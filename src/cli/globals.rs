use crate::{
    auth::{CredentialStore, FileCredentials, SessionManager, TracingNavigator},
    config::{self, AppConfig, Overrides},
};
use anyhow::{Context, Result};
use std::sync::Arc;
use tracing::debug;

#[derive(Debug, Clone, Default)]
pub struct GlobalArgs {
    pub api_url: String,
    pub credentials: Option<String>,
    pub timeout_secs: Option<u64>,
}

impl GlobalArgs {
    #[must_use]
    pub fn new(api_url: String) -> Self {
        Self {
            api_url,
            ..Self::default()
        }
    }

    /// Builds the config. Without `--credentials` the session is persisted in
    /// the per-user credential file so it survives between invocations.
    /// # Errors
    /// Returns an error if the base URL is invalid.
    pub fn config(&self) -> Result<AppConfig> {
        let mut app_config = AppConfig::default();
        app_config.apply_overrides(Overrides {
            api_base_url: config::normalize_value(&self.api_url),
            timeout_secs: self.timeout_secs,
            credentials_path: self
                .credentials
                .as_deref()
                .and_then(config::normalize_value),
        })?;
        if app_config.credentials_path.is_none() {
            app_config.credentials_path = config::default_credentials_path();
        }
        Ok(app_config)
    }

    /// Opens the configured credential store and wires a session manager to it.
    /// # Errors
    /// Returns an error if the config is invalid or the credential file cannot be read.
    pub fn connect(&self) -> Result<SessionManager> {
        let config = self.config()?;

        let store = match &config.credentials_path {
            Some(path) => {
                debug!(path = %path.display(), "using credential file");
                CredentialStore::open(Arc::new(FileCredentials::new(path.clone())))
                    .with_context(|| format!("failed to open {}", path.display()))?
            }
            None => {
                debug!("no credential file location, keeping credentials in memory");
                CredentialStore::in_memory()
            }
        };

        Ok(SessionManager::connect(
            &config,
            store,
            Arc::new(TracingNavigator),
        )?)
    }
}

Task to complete: Say only the number of lines of the data above in which the string "TracingNavigator" occurs.

Output for this exercise: 2